Carlos Castilho.
Observatório da Imprensa
A crise na imprensa já está no cardápio de temas discutidos pela opinião pública, mas para que a discussão não acabe num beco sem saída é necessário separar as dificuldades financeiras das indústrias da comunicação dos dilemas causados pela internet no exercício do ofício jornalístico.
São duas crises de natureza distinta. Os jornais estão à procura de um novo modelo de negócios capaz de recuperar a rentabilidade perdida em conseqüência das mudanças no comportamento tanto de leitores como de anunciantes. O modelo vigente sucumbiu ao efeito das inovações tecnológicas e as empresas têm se mostrado lentas e incapazes de criar soluções novas.
Já o ofício jornalístico está diante do dilema de reinventar-se para enfrentar a nova realidade em que milhões de pessoas sem formação técnica já exercem hoje a atividade de coleta e publicação de notícias por meio de ferramentas como os blogs.
Até agora os profissionais do jornalismo tinham a quase exclusividade na produção de notícias porque os veículos de comunicação eram limitados e concentrados. Para chegar à opinião pública era necessário passar pelo filtro da imprensa, que criava a agenda de debates da sociedade.
Hoje o jornalista profissional perdeu esta exclusividade, o que desorientou a maior parte dos integrantes da categoria. Os profissionais passaram a ser patrulhados pelo público, mostram-se confusos diante da avalancha informativa gerada pela web, pela frenética produção de novas ferramentas informativas e, principalmente, pela crescente presença de pessoas sem formação técnica que passam a influenciar a agenda pública usando blogs, microblogs (Twitter), redes sociais (Facebook e Orkut) e imagens (YouTube).

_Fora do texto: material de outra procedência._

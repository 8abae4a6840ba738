use std::sync::Arc;
use std::sync::atomic::{AtomicUsize, Ordering};

use tokio::sync::RwLock;

use crate::config::ServerConfig;
use crate::room_manager::RoomManager;

pub type SharedRoomManager = Arc<RwLock<RoomManager>>;

#[derive(Clone)]
pub struct AppState {
    pub rooms: SharedRoomManager,
    pub config: Arc<ServerConfig>,
    /// Open WebSocket connections, maintained by [`ConnectionGuard`].
    pub ws_connection_count: Arc<AtomicUsize>,
}

impl AppState {
    pub fn new(config: ServerConfig) -> Self {
        let rooms = RoomManager::new(
            config.sim_config(),
            config.tick.clone(),
            config.limits.max_name_len,
        );
        Self {
            rooms: Arc::new(RwLock::new(rooms)),
            config: Arc::new(config),
            ws_connection_count: Arc::new(AtomicUsize::new(0)),
        }
    }
}

/// Counts a live connection for as long as it is held.
pub struct ConnectionGuard {
    count: Arc<AtomicUsize>,
}

impl ConnectionGuard {
    pub fn new(count: Arc<AtomicUsize>) -> Self {
        count.fetch_add(1, Ordering::Relaxed);
        Self { count }
    }
}

impl Drop for ConnectionGuard {
    fn drop(&mut self) {
        self.count.fetch_sub(1, Ordering::Relaxed);
    }
}

#[cfg(test)]
mod tests {
    use super::*;

    #[test]
    fn guard_tracks_connection_count() {
        let count = Arc::new(AtomicUsize::new(0));
        let a = ConnectionGuard::new(Arc::clone(&count));
        let b = ConnectionGuard::new(Arc::clone(&count));
        assert_eq!(count.load(Ordering::Relaxed), 2);
        drop(a);
        assert_eq!(count.load(Ordering::Relaxed), 1);
        drop(b);
        assert_eq!(count.load(Ordering::Relaxed), 0);
    }
}
use std::net::SocketAddr;
use std::time::Duration;

use futures::{SinkExt, StreamExt};
use tokio::net::TcpStream;
use tokio_tungstenite::tungstenite::Message;
use tokio_tungstenite::{MaybeTlsStream, WebSocketStream};

use skirmish_core::net::messages::{ClientMessage, ServerMessage};
use skirmish_core::net::protocol::{decode_server_message, encode_client_message};
use skirmish_core::net::state::ClientReplica;

use skirmish_server::build_app;
use skirmish_server::config::ServerConfig;

pub type WsStream = WebSocketStream<MaybeTlsStream<TcpStream>>;

pub struct TestServer {
    pub addr: SocketAddr,
    _shutdown: tokio::task::JoinHandle<()>,
}

impl TestServer {
    /// Start a test server with default config.
    pub async fn new() -> Self {
        Self::from_config(ServerConfig::default()).await
    }

    pub async fn from_config(config: ServerConfig) -> Self {
        let listener = tokio::net::TcpListener::bind("127.0.0.1:0").await.unwrap();
        let addr = listener.local_addr().unwrap();

        let (app, _state) = build_app(config);

        let handle = tokio::spawn(async move {
            axum::serve(listener, app).await.unwrap();
        });

        // Give the server a moment to start accepting
        tokio::time::sleep(Duration::from_millis(20)).await;

        Self {
            addr,
            _shutdown: handle,
        }
    }

    pub fn base_url(&self) -> String {
        format!("http://{}", self.addr)
    }

    pub fn ws_url(&self) -> String {
        format!("ws://{}/ws", self.addr)
    }
}

/// Connect a WebSocket client to the given URL.
pub async fn ws_connect(url: &str) -> WsStream {
    let (stream, _) = tokio_tungstenite::connect_async(url).await.unwrap();
    stream
}

/// Encode and send a client message.
pub async fn ws_send(stream: &mut WsStream, msg: &ClientMessage) {
    let encoded = encode_client_message(msg).unwrap();
    stream.send(Message::Binary(encoded.into())).await.unwrap();
}

/// Read the next server message (5s timeout).
pub async fn ws_read_server_msg(stream: &mut WsStream) -> ServerMessage {
    let deadline = Duration::from_secs(5);
    let data = tokio::time::timeout(deadline, async {
        loop {
            match stream.next().await {
                Some(Ok(Message::Binary(data))) => return data.to_vec(),
                Some(Ok(Message::Close(_))) => panic!("WebSocket closed unexpectedly"),
                Some(Err(e)) => panic!("WebSocket error: {e}"),
                None => panic!("WebSocket stream ended"),
                _ => continue,
            }
        }
    })
    .await
    .expect("Timed out waiting for server message");
    decode_server_message(&data).unwrap()
}

/// Read until a message other than a state frame or notice arrives.
pub async fn ws_read_control(stream: &mut WsStream) -> ServerMessage {
    loop {
        match ws_read_server_msg(stream).await {
            ServerMessage::GameState(_) | ServerMessage::Notice(_) => continue,
            other => return other,
        }
    }
}

/// Read until the first message matching `pred`.
pub async fn ws_read_until(
    stream: &mut WsStream,
    pred: impl Fn(&ServerMessage) -> bool,
) -> ServerMessage {
    loop {
        let msg = ws_read_server_msg(stream).await;
        if pred(&msg) {
            return msg;
        }
    }
}

/// Apply every state frame that arrives within `window` to `replica`.
/// Quiet periods are fine: an idle world sends nothing.
pub async fn ws_apply_states_for(stream: &mut WsStream, replica: &mut ClientReplica, window: Duration) {
    let deadline = tokio::time::Instant::now() + window;
    while let Ok(next) = tokio::time::timeout_at(deadline, stream.next()).await {
        match next {
            Some(Ok(Message::Binary(data))) => {
                if let ServerMessage::GameState(payload) = decode_server_message(&data).unwrap() {
                    replica.apply(&payload);
                }
            },
            Some(Ok(Message::Close(_))) | None => panic!("WebSocket closed unexpectedly"),
            Some(Err(e)) => panic!("WebSocket error: {e}"),
            _ => {},
        }
    }
}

A exclusividade na produção de notícias por conta do exíguo número de veículos de comunicação criou uma forte dependência entre os jornalistas profissionais e os donos de empresas. Um precisava do outro para sobreviver e com isso o discurso de ambos acabou se confundindo a ponto de hoje muitos não conseguirem mais separar conceitos como liberdade de empresa e liberdade de informação.
Mas para o bem tanto de jornalistas como de empresários — e principalmente do público consumidor de informações — é necessário separar os dois processos porque eles têm métodos, objetivos e agentes totalmente diferentes. A questão dos jornais não é um problema de informação, mas sim de gestão de um negócio. O problema está no âmbito administrativo e financeiro. É uma questão corporativa que interessa aos investidores e donos de empresas.
Já a crise do jornalismo tem a ver com a nova ecologia informativa contemporânea, marcada pela mudança do contexto nas relações entre profissionais e o público. Antes, esta relação era vertical e centralizada; hoje, ela está se transformando numa heterarquia (descentralizada e horizontal). O público era passivo, hoje tornou-se proativo. A notícia deixou de ser um produto para transformar-se num processo. Deixou de ser o resultado do trabalho de poucos para ser uma conseqüência da interação de centenas e até milhares de pessoas.
Surge uma nova narrativa jornalística produto da interatividade na web. Mudam os critérios de avaliação de credibilidade. A complexidade informativa mostra cada vez mais a sua cara. O erro deixa de ser incriminador para tornar-se uma precondição para o acerto. E nós, os profissionais do jornalismo, verificamos que já não podemos mais dar conta sozinhos do ofício de levar notícias ao público consumidor de informações.
É importante, sim, discutir a crise dos jornais porque se trata de um veículo de comunicação que ainda tem um papel a desempenhar. Mas os jornalistas devem agora dedicar mais atenção aos problemas de sua atividade. Vê-los no seu contexto específico porque isto é essencial para a sociedade desenvolver uma nova relação com os produtores de informação, profissionais ou não.
Enquanto os jornalistas desconfiarem do público, a colaboração entre produtores e consumidores de informação ficará obstruída. E esta colaboração passou a ser essencial para o novo processo de geração de conhecimentos, sem os quais é impossível a manutenção do processo de inovação constante, a base da nova economia digital.